Chicago Tribune

The end came quickly and abruptly for Kyle Long with the Bears. Now what?

CHICAGO - Pause long enough and the void becomes obvious, this pocket of the Halas Hall locker room where one of the Bears' most energetic and colorful players usually roamed but will no longer.

The nameplate is still in place above the wooden stall: "75 Long." Several pairs of shoes remain tucked away in the bottom drawer with an array of shirts hung on a metal rod. But make no mistake, Kyle Long's time here is finished, his playing days in Chicago over.

And now the Bears are doing what NFL teams have long been conditioned to do. They're moving on without blinking. Quickly.

"We can't look back," coach Matt Nagy said Monday. "We've got to go."

Next man up. Little time for reflection.

Just wheel the can to the curb and get on to the next chore on the checklist.

Eleven games remain on the Bears schedule, including Sunday's against the Saints. The offensive line needs new life. And Long's recent struggles, the Bears' top decision-makers concluded, were beyond repair.

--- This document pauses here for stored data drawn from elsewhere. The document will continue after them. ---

use std::io::{self, BufRead, Write};
use std::time::Duration;

use anyhow::{bail, Result};
use nexora_core::{
    mentors_for, rank, search, Catalog, InputKind, ItemSource, JobSource, JobType, LocationFilter,
    LoginForm, Msg, NewRoadmapItem, Priority, RegisterForm, RoadmapPatch, RoadmapStatus,
    SearchFilters, WizardPhaseView,
};
use nexora_engine::JsonFileCatalog;

use super::app::App;
use super::config::AppConfig;
use super::effects::{new_session_id, new_stamp};
use super::ui::input::{parse_command, resolve_choice, split_list, Command as LineCommand};
use super::ui::render;
use crate::{Command, CommunityAction, RoadmapAction};

pub fn execute(app: &mut App, config: &AppConfig, limit: Duration, command: Command) -> Result<()> {
    match command {
        Command::Assess => assess(app, limit),
        Command::Chat => chat(app, limit),
        Command::Jobs { interests } => {
            let catalog = JsonFileCatalog::load_or_empty(&config.catalog_path());
            let mut profile = app.state().skill_profile();
            if let Some(text) = interests {
                profile = profile.with_interest_text(&text);
            }
            if profile.skills.is_empty() {
                println!("Add skills to your roadmap to get job recommendations.");
            }
            let ranked = rank(&catalog.jobs(), &profile.skills, &profile.interests);
            print_lines(render::job_lines(&ranked));
            Ok(())
        }
        Command::Search {
            query,
            job_type,
            location,
            source,
        } => {
            let filters = SearchFilters {
                job_type: job_type.as_deref().map(parse_job_type).transpose()?,
                location: location.as_deref().map(LocationFilter::parse),
                source: source.as_deref().map(parse_source).transpose()?,
            };
            let catalog = JsonFileCatalog::load_or_empty(&config.catalog_path());
            let found = search(&catalog.jobs(), query.as_deref().unwrap_or(""), &filters);
            print_lines(render::job_lines(&found));
            Ok(())
        }
        Command::Mentors { topic } => {
            let catalog = JsonFileCatalog::load_or_empty(&config.catalog_path());
            let mentors = mentors_for(&catalog.mentors(), topic.as_deref().unwrap_or(""));
            print_lines(render::mentor_lines(&mentors));
            Ok(())
        }
        Command::Community { action } => {
            let catalog = JsonFileCatalog::load_or_empty(&config.catalog_path());
            app.restore_community(catalog.community_posts());
            match action.unwrap_or(CommunityAction::List) {
                CommunityAction::List => {}
                CommunityAction::Like { id } => {
                    app.dispatch(Msg::PostLiked { id });
                }
                CommunityAction::Comment { id, text } => {
                    app.dispatch(Msg::CommentAdded {
                        id,
                        comment: text.join(" "),
                    });
                }
            }
            show_notices(app);
            print_lines(render::community_lines(&app.view().community));
            Ok(())
        }
        Command::Trending => {
            app.dispatch(Msg::TrendingRequested);
            app.settle(limit);
            show_notices(app);
            print_lines(render::trending_lines(&app.view()));
            Ok(())
        }
        Command::Roadmap { action } => roadmap(app, limit, action),
        Command::Login { email } => {
            let email = match email {
                Some(email) => email,
                None => read_required("Email: ")?,
            };
            let password = read_required("Password: ")?;
            app.dispatch(Msg::LoginSubmitted(LoginForm { email, password }));
            finish_auth(app, limit);
            Ok(())
        }
        Command::Register {
            first_name,
            last_name,
            email,
            agree_terms,
        } => {
            let password = read_required("Password: ")?;
            let confirm_password = read_required("Confirm password: ")?;
            app.dispatch(Msg::RegisterSubmitted(RegisterForm {
                first_name,
                last_name,
                email,
                password,
                confirm_password,
                agree_to_terms: agree_terms,
            }));
            finish_auth(app, limit);
            Ok(())
        }
        Command::Logout => {
            app.dispatch(Msg::SignOutClicked);
            println!("{}", render::auth_line(app.view().auth));
            Ok(())
        }
    }
}

fn assess(app: &mut App, limit: Duration) -> Result<()> {
    let mut shown = 0;
    loop {
        let view = app.view();
        let transcript = &view.wizard.transcript;
        if transcript.len() < shown {
            shown = 0;
        }
        for message in &transcript[shown..] {
            println!("{}", render::message_line(message));
        }
        shown = transcript.len();
        print_lines(render::wizard_phase_lines(&view.wizard.phase));
        show_notices(app);

        let kind = match &view.wizard.phase {
            WizardPhaseView::Asking { kind, .. } => *kind,
            WizardPhaseView::Submitting => {
                app.settle(limit);
                continue;
            }
            WizardPhaseView::Dashboard(_) => return Ok(()),
            WizardPhaseView::Error(_) => InputKind::SingleLine,
        };

        let Some(input) = read_answer(kind)? else {
            return Ok(());
        };
        match parse_command(&input) {
            Some(LineCommand::Quit) => return Ok(()),
            Some(LineCommand::Reset) => {
                app.dispatch(Msg::AssessmentReset);
            }
            Some(_) => eprintln!("Only :reset and :quit work here."),
            None => {
                app.dispatch(Msg::AnswerSubmitted(resolve_choice(kind, &input)));
            }
        }
    }
}

fn chat(app: &mut App, limit: Duration) -> Result<()> {
    println!("Commands: :new, :history, :delete <id>, :quit");
    let mut session = String::new();
    let mut shown = 0;
    loop {
        let view = app.view();
        if view.chat_session_id != session {
            session = view.chat_session_id.clone();
            shown = 0;
        }
        for message in &view.chat_transcript[shown..] {
            println!("{}", render::message_line(message));
        }
        shown = view.chat_transcript.len();
        show_notices(app);

        let Some(line) = read_line("> ")? else {
            return Ok(());
        };
        match parse_command(&line) {
            Some(LineCommand::Quit) => return Ok(()),
            Some(LineCommand::NewChat) => {
                app.dispatch(Msg::NewChatStarted {
                    session_id: new_session_id(),
                });
            }
            Some(LineCommand::History) => {
                print_lines(render::history_lines(&view.chat_history, &view.chat_session_id));
            }
            Some(LineCommand::Delete(session_id)) => {
                app.dispatch(Msg::ChatDeleted {
                    session_id,
                    next_session_id: new_session_id(),
                });
            }
            Some(LineCommand::Reset) => eprintln!("Use :new to start over."),
            None => {
                app.dispatch(Msg::ChatSubmitted(line));
                app.settle(limit);
            }
        }
    }
}

fn roadmap(app: &mut App, limit: Duration, action: RoadmapAction) -> Result<()> {
    match action {
        RoadmapAction::List => {}
        RoadmapAction::Add {
            title,
            description,
            priority,
            estimated_time,
            skills,
            resources,
        } => {
            let Some(priority) = Priority::parse(&priority) else {
                bail!("unknown priority {priority:?}; use high, medium or low");
            };
            app.dispatch(Msg::RoadmapItemAdded {
                item: NewRoadmapItem {
                    title,
                    description,
                    status: RoadmapStatus::Pending,
                    priority,
                    estimated_time,
                    skills: split_list(&skills),
                    resources: split_list(&resources),
                    source: ItemSource::UserAdded,
                },
                stamp: new_stamp(),
            });
        }
        RoadmapAction::Status { id, status } => {
            let Some(status) = RoadmapStatus::parse(&status) else {
                bail!("unknown status {status:?}; use completed, in-progress or pending");
            };
            app.dispatch(Msg::RoadmapItemUpdated {
                id,
                patch: RoadmapPatch {
                    status: Some(status),
                    ..RoadmapPatch::default()
                },
            });
        }
        RoadmapAction::Delete { id } => {
            app.dispatch(Msg::RoadmapItemDeleted { id });
        }
        RoadmapAction::Generate { topic } => {
            app.dispatch(Msg::RoadmapGenerationRequested {
                topic: topic.join(" "),
            });
            app.settle(limit);
        }
    }
    show_notices(app);
    print_lines(render::roadmap_lines(&app.view().roadmap));
    Ok(())
}

fn finish_auth(app: &mut App, limit: Duration) {
    app.settle(limit);
    show_notices(app);
    println!("{}", render::auth_line(app.view().auth));
}

fn parse_job_type(raw: &str) -> Result<JobType> {
    match JobType::parse(raw) {
        Some(job_type) => Ok(job_type),
        None => bail!("unknown job type {raw:?}; use full-time, part-time, contract, internship or freelance"),
    }
}

fn parse_source(raw: &str) -> Result<JobSource> {
    match JobSource::parse(raw) {
        Some(source) => Ok(source),
        None => bail!("unknown source {raw:?}; use linkedin, naukri, fiverr, indeed or company"),
    }
}

fn show_notices(app: &mut App) {
    for notice in app.take_notices() {
        eprintln!("{}", render::notice_line(&notice));
    }
}

fn print_lines(lines: Vec<String>) {
    for line in lines {
        println!("{line}");
    }
}

/// `None` on end of input.
fn read_line(prompt: &str) -> Result<Option<String>> {
    print!("{prompt}");
    io::stdout().flush()?;
    let mut line = String::new();
    if io::stdin().lock().read_line(&mut line)? == 0 {
        return Ok(None);
    }
    Ok(Some(line.trim_end_matches(['\r', '\n']).to_string()))
}

fn read_required(prompt: &str) -> Result<String> {
    match read_line(prompt)? {
        Some(value) => Ok(value),
        None => bail!("input ended before {}", prompt.trim_end_matches(": ").to_lowercase()),
    }
}

/// Multi-line answers end at the first empty line.
fn read_answer(kind: InputKind) -> Result<Option<String>> {
    let Some(first) = read_line("> ")? else {
        return Ok(None);
    };
    if kind != InputKind::MultiLine || first.trim().is_empty() || parse_command(&first).is_some() {
        return Ok(Some(first));
    }
    let mut lines = vec![first];
    while let Some(line) = read_line("  ")? {
        if line.trim().is_empty() {
            break;
        }
        lines.push(line);
    }
    Ok(Some(lines.join("\n")))
}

Thus the end for the veteran lineman came a few days after the team returned from London, a surprise made official and permanent Monday when the organization placed Long on injured reserve. Again.

Formally, the Bears have classified Long's ailment as a hip problem. Per the team, it was never an acute injury tied to one specific moment. Just, in Nagy's words, "wear and tear." Season-ending wear and tear, it turns out.

Pair that with four shaky on-field performances this season, and the IR move became a logical escape hatch, the easiest route for making a change.